What to do:
Within the records below is a range that opens at the line with "let usecase = CreateRecipeUseCase" and closes at the line with "let recipe = usecase.execute(id, identity.map(|i|". Return that range word for word, both ends included, and only that range.

►

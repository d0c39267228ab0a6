use axum::{
    extract::{OriginalUri, State},
    http::StatusCode,
};
use serde::de::{self, Unexpected};
use serde::{Deserialize, Deserializer, Serialize};

use foodgram_auth_types::identity::IdentityHeaders;
use foodgram_domain::pagination::Page;

use crate::domain::types::{IngredientAmount, Recipe, RecipeFilter, RecipeIngredient};
use crate::error::RecipesServiceError;
use crate::handlers::extract::{Json, Path, Query};
use crate::handlers::{PageQuery, page_link};
use crate::handlers::tag::TagResponse;
use crate::handlers::user::UserResponse;
use crate::state::AppState;
use crate::usecase::recipe::{
    CreateRecipeInput, CreateRecipeUseCase, DeleteRecipeUseCase, GetRecipeLinkUseCase,
    GetRecipeUseCase, ListRecipesUseCase, UpdateRecipeInput, UpdateRecipeUseCase,
};

// ── Response types ───────────────────────────────────────────────────────────

#[derive(Debug, Serialize)]
pub struct RecipeIngredientResponse {
    pub id: i32,
    pub name: String,
    pub measurement_unit: String,
    pub amount: i32,
}

impl From<RecipeIngredient> for RecipeIngredientResponse {
    fn from(item: RecipeIngredient) -> Self {
        Self {
            id: item.ingredient.id,
            name: item.ingredient.name,
            measurement_unit: item.ingredient.measurement_unit,
            amount: item.amount,
        }
    }
}

#[derive(Debug, Serialize)]
pub struct RecipeResponse {
    pub id: i32,
    pub tags: Vec<TagResponse>,
    pub author: UserResponse,
    pub ingredients: Vec<RecipeIngredientResponse>,
    pub is_favorited: bool,
    pub is_in_shopping_cart: bool,
    pub name: String,
    pub image: Option<String>,
    pub text: String,
    pub cooking_time: i32,
    #[serde(serialize_with = "foodgram_core::serde::to_rfc3339_ms")]
    pub pub_date: chrono::DateTime<chrono::Utc>,
}

impl RecipeResponse {
    pub fn new(recipe: Recipe, state: &AppState) -> Self {
        Self {
            id: recipe.id,
            tags: recipe.tags.into_iter().map(TagResponse::from).collect(),
            author: UserResponse::from_profile(recipe.author, state),
            ingredients: recipe
                .ingredients
                .into_iter()
                .map(RecipeIngredientResponse::from)
                .collect(),
            is_favorited: recipe.is_favorited,
            is_in_shopping_cart: recipe.is_in_shopping_cart,
            name: recipe.name,
            image: recipe.image.as_deref().map(|key| state.media_link(key)),
            text: recipe.text,
            cooking_time: recipe.cooking_time,
            pub_date: recipe.pub_date,
        }
    }
}

// ── Request types ────────────────────────────────────────────────────────────

#[derive(Debug, Deserialize)]
pub struct IngredientAmountRequest {
    pub id: i32,
    pub amount: i32,
}

impl From<IngredientAmountRequest> for IngredientAmount {
    fn from(item: IngredientAmountRequest) -> Self {
        Self {
            id: item.id,
            amount: item.amount,
        }
    }
}

#[derive(Deserialize)]
pub struct CreateRecipeRequest {
    pub name: String,
    pub text: String,
    pub cooking_time: i32,
    pub image: Option<String>,
    #[serde(default)]
    pub tags: Vec<i32>,
    #[serde(default)]
    pub ingredients: Vec<IngredientAmountRequest>,
}

#[derive(Deserialize)]
pub struct UpdateRecipeRequest {
    pub name: Option<String>,
    pub text: Option<String>,
    pub cooking_time: Option<i32>,
    pub image: Option<String>,
    pub tags: Option<Vec<i32>>,
    pub ingredients: Option<Vec<IngredientAmountRequest>>,
}

/// Accepts `1`/`0`/`true`/`false`.
fn flag<'de, D: Deserializer<'de>>(deserializer: D) -> Result<bool, D::Error> {
    let raw = String::deserialize(deserializer)?;
    match raw.trim().to_ascii_lowercase().as_str() {
        "1" | "true" => Ok(true),
        "0" | "false" | "" => Ok(false),
        _ => Err(de::Error::invalid_value(
            Unexpected::Str(&raw),
            &"one of 1, 0, true, false",
        )),
    }
}

#[derive(Debug, Default, Deserialize)]
pub struct RecipeListQuery {
    pub page: Option<u32>,
    pub limit: Option<u32>,
    pub author: Option<i32>,
    #[serde(default)]
    pub tags: Vec<String>,
    #[serde(default, deserialize_with = "flag")]
    pub is_favorited: bool,
    #[serde(default, deserialize_with = "flag")]
    pub is_in_shopping_cart: bool,
}

// ── GET /api/recipes ─────────────────────────────────────────────────────────

pub async fn list_recipes(
    identity: Option<IdentityHeaders>,
    State(state): State<AppState>,
    Query(query): Query<RecipeListQuery>,
    OriginalUri(uri): OriginalUri,
) -> Result<Json<Page<RecipeResponse>>, RecipesServiceError> {
    let request = PageQuery {
        page: query.page,
        limit: query.limit,
    }
    .page_request();
    let filter = RecipeFilter {
        author: query.author,
        tags: query.tags,
        is_favorited: query.is_favorited,
        is_in_shopping_cart: query.is_in_shopping_cart,
    };
    let usecase = ListRecipesUseCase {
        repo: state.recipe_repo(),
    };
    let (recipes, count) = usecase
        .execute(filter, identity.map(|i| i.user_id), request)
        .await?;
    let page = Page::new(recipes, count, request, |n| {
        page_link(&state.public_base_url, &uri, n)
    })
    .map(|recipe| RecipeResponse::new(recipe, &state));
    Ok(Json(page))
}

// ── POST /api/recipes ────────────────────────────────────────────────────────

pub async fn create_recipe(
    identity: IdentityHeaders,
    State(state): State<AppState>,
    Json(body): Json<CreateRecipeRequest>,
) -> Result<(StatusCode, Json<RecipeResponse>), RecipesServiceError> {
    let image = body
        .image
        .ok_or(RecipesServiceError::validation("image", "is required"))?;
    let usecase = CreateRecipeUseCase {
        repo: state.recipe_repo(),
        tags: state.tag_repo(),
        ingredients: state.ingredient_repo(),
        storage: state.media_storage(),
    };
    let recipe = usecase
        .execute(
            identity.user_id,
            CreateRecipeInput {
                name: body.name,
                text: body.text,
                cooking_time: body.cooking_time,
                image,
                tags: body.tags,
                ingredients: body.ingredients.into_iter().map(Into::into).collect(),
            },
        )
        .await?;
    Ok((StatusCode::CREATED, Json(RecipeResponse::new(recipe, &state))))
}

// ── GET /api/recipes/{id} ────────────────────────────────────────────────────

pub async fn get_recipe(
    identity: Option<IdentityHeaders>,
    State(state): State<AppState>,
    Path(id): Path<i32>,
) -> Result<Json<RecipeResponse>, RecipesServiceError> {
    let usecase = GetRecipeUseCase {
        repo: state.recipe_repo(),
    };
    let recipe = usecase.execute(id, identity.map(|i| i.user_id)).await?;
    Ok(Json(RecipeResponse::new(recipe, &state)))
}

// ── PATCH /api/recipes/{id} ──────────────────────────────────────────────────

pub async fn update_recipe(
    identity: IdentityHeaders,
    State(state): State<AppState>,
    Path(id): Path<i32>,
    Json(body): Json<UpdateRecipeRequest>,
) -> Result<Json<RecipeResponse>, RecipesServiceError> {
    let usecase = UpdateRecipeUseCase {
        repo: state.recipe_repo(),
        tags: state.tag_repo(),
        ingredients: state.ingredient_repo(),
        storage: state.media_storage(),
    };
    let recipe = usecase
        .execute(
            identity.user_id,
            identity.is_staff(),
            id,
            UpdateRecipeInput {
                name: body.name,
                text: body.text,
                cooking_time: body.cooking_time,
                image: body.image,
                tags: body.tags,
                ingredients: body
                    .ingredients
                    .map(|items| items.into_iter().map(Into::into).collect()),
            },
        )
        .await?;
    Ok(Json(RecipeResponse::new(recipe, &state)))
}

// ── DELETE /api/recipes/{id} ─────────────────────────────────────────────────

pub async fn delete_recipe(
    identity: IdentityHeaders,
    State(state): State<AppState>,
    Path(id): Path<i32>,
) -> Result<StatusCode, RecipesServiceError> {
    let usecase = DeleteRecipeUseCase {
        repo: state.recipe_repo(),
        storage: state.media_storage(),
    };
    usecase
        .execute(identity.user_id, identity.is_staff(), id)
        .await?;
    Ok(StatusCode::NO_CONTENT)
}

// ── GET /api/recipes/{id}/get-link ───────────────────────────────────────────

#[derive(Serialize)]
pub struct RecipeLinkResponse {
    #[serde(rename = "short-link")]
    pub short_link: String,
}

pub async fn get_recipe_link(
    State(state): State<AppState>,
    Path(id): Path<i32>,
) -> Result<Json<RecipeLinkResponse>, RecipesServiceError> {
    let usecase = GetRecipeLinkUseCase {
        repo: state.recipe_repo(),
    };
    let short_link = usecase.execute(id, &state.public_base_url).await?;
    Ok(Json(RecipeLinkResponse { short_link }))
}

◄

Result for this exercise:
    let usecase = CreateRecipeUseCase {
        repo: state.recipe_repo(),
        tags: state.tag_repo(),
        ingredients: state.ingredient_repo(),
        storage: state.media_storage(),
    };
    let recipe = usecase
        .execute(
            identity.user_id,
            CreateRecipeInput {
                name: body.name,
                text: body.text,
                cooking_time: body.cooking_time,
                image,
                tags: body.tags,
                ingredients: body.ingredients.into_iter().map(Into::into).collect(),
            },
        )
        .await?;
    Ok((StatusCode::CREATED, Json(RecipeResponse::new(recipe, &state))))
}

// ── GET /api/recipes/{id} ────────────────────────────────────────────────────

pub async fn get_recipe(
    identity: Option<IdentityHeaders>,
    State(state): State<AppState>,
    Path(id): Path<i32>,
) -> Result<Json<RecipeResponse>, RecipesServiceError> {
    let usecase = GetRecipeUseCase {
        repo: state.recipe_repo(),
    };
    let recipe = usecase.execute(id, identity.map(|i| i.user_id)).await?;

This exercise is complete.